Impressions of the Kaaba


A unique, almost impressionistic response to seeing the Kaaba was written by Islam from inside.

My first encounter with the grand mosque was a slow recession backwards into time. As I entered through the mammoth doorway and walked across the cool marble floors I left behind the dissonance of congested traffic and the commotion and agitation of Mecca's busy streets and markets. Endless rows of pillars and high archways floated past as I made my way through vast, warmly hued halls, lined with row upon row of thick, yielding, richly textured rugs. The timbre of the colors and textures was overwhelming. I was reminded of a hike through an old growth forest in Canada, where towering tree trunks rose to make an arched canopy of intertwined branches and the forest floor was a soft, silencing carpet of fallen leaves.

and here:

I stood and watched the tawaf for a long time. The tawaf consists of walking around the Kaaba seven times. Each circuit begins with raising the right hand in a salute of acknowledgment towards the black stone (called the hajar-al-aswad) embedded in one corner of the Kaaba. The raising of the hand is a substitute for kissing this stone since it is almost impossible to get close enough to accomplish that - there is forever a tight knot of people around the stone, all pressing inward in an attempt to touch or kiss it. If you approach too close to this endlessly forming and reforming knot you are squeezed so forcefully that your feet leave the ground and you have no control over where you are carried.

Then, the gravitational presence of the Kaaba tugged at me and I was drawn into the tawaf. Immediately, I was caught in the press and flow of bodies. Heat and sweat engulfed me and the physical presence of the crowd of pilgrims pressing in around me became the direct focus of my concentration. I wiped at the rivulets that streamed off my forehead and walked forward swept along by the inundating flood of humanity in which I was immersed.

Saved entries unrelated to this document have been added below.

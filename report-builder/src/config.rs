// Copyright (c) The nextest Contributors
// SPDX-License-Identifier: MIT OR Apache-2.0

//! Configuration for [`ReportBuilder`](crate::ReportBuilder).
//!
//! Configuration is read from a `[report-builder]` table in a TOML document:
//!
//! ```toml
//! [report-builder]
//! trailing-package-name = "unknown"
//! reopen-ended-tests = true
//! benchmark-output = "package"
//! ```
//!
//! Every key is optional.

use crate::errors::{ConfigParseError, ConfigReadError};
use camino::Utf8Path;
use serde::Deserialize;
use std::fmt;

/// The name given to the package created by the implicit flush in
/// [`ReportBuilder::build`](crate::ReportBuilder::build).
pub const DEFAULT_TRAILING_PACKAGE_NAME: &str = "unknown";

/// Configuration for a [`ReportBuilder`](crate::ReportBuilder).
#[derive(Clone, Debug, Deserialize, Eq, PartialEq)]
#[serde(rename_all = "kebab-case", default, deny_unknown_fields)]
pub struct BuilderConfig {
    /// The name of the synthetic package created when `build` finds tests or benchmarks that were
    /// never flushed by a package boundary.
    pub trailing_package_name: String,

    /// Whether an end event may re-close a test that already ended, if no open test with the
    /// same name exists.
    pub reopen_ended_tests: bool,

    /// Where output lines go while the most recently touched entity is a benchmark.
    pub benchmark_output: BenchmarkOutput,
}

impl Default for BuilderConfig {
    fn default() -> Self {
        Self {
            trailing_package_name: DEFAULT_TRAILING_PACKAGE_NAME.to_owned(),
            reopen_ended_tests: true,
            benchmark_output: BenchmarkOutput::default(),
        }
    }
}

impl BuilderConfig {
    /// Parses configuration from the `[report-builder]` table of a TOML document.
    ///
    /// A document without that table yields the default configuration. `config_file` is only
    /// used for error reporting.
    pub fn from_toml_str(
        config_file: impl AsRef<Utf8Path>,
        contents: &str,
    ) -> Result<Self, ConfigParseError> {
        let document: ConfigDocument = toml::from_str(contents)
            .map_err(|err| ConfigParseError::new(config_file.as_ref(), err))?;
        Ok(document.report_builder)
    }

    /// Reads and parses configuration from a TOML file.
    pub fn from_path(config_file: impl AsRef<Utf8Path>) -> Result<Self, ConfigReadError> {
        let config_file = config_file.as_ref();
        let contents =
            std::fs::read_to_string(config_file).map_err(|error| ConfigReadError::Fs {
                file: config_file.to_owned(),
                error,
            })?;
        Ok(Self::from_toml_str(config_file, &contents)?)
    }
}

/// Where to route output lines received while a benchmark is the most recently touched entity.
///
/// Benchmarks are immutable once recorded, so such lines can never be attached to them.
#[derive(Clone, Copy, Debug, Default, Deserialize, Eq, PartialEq)]
#[serde(rename_all = "kebab-case")]
pub enum BenchmarkOutput {
    /// Append the line to the package-level output.
    #[default]
    Package,

    /// Discard the line.
    Drop,
}

impl fmt::Display for BenchmarkOutput {
    fn fmt(&self, f: &mut fmt::Formatter<'_>) -> fmt::Result {
        match self {
            Self::Package => write!(f, "package"),
            Self::Drop => write!(f, "drop"),
        }
    }
}

#[derive(Debug, Default, Deserialize)]
#[serde(rename_all = "kebab-case")]
struct ConfigDocument {
    #[serde(default)]
    report_builder: BuilderConfig,
}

The crowd shifted and flowed around me - an organized chaos of particles they bumped along in a curved path around the Kaaba like electrons in orbit around a nucleus. Everyone was focused inwardly on their own individual recitations and concentrating on their own tawaf. In front of me an aged blind man, his pure white hair and beard glowing in the sun, leaned on a wooden staff as he performed his circuits unguided except by the sounds of the crowd and the movement of bodies around him. His free hand would rise occasionally, palm upwards in supplication as he would speak a prayer. What was it like to do this tawaf in darkness, with no visual cues, no images to process. Did he sense the looming presence of the Kaaba by his side, was he able to turn his consciousness completely inward without the incredible spectacle of the tawaf to distract him? I closed my eyes and for a few steps walked blind.

A swirling eddy of sounds came and went as people passed by or as I passed by them. Some traveled in groups loudly reciting quran'ic verses in unison, some whispered to themselves - others moved in silence and I knew their presence only by their touch as they brushed past. The sounds ebbed and flowed in my consciousness as if I was a leaf floating on a river of prayers - currents and eddies of supplications tugging my consciousness this way and that.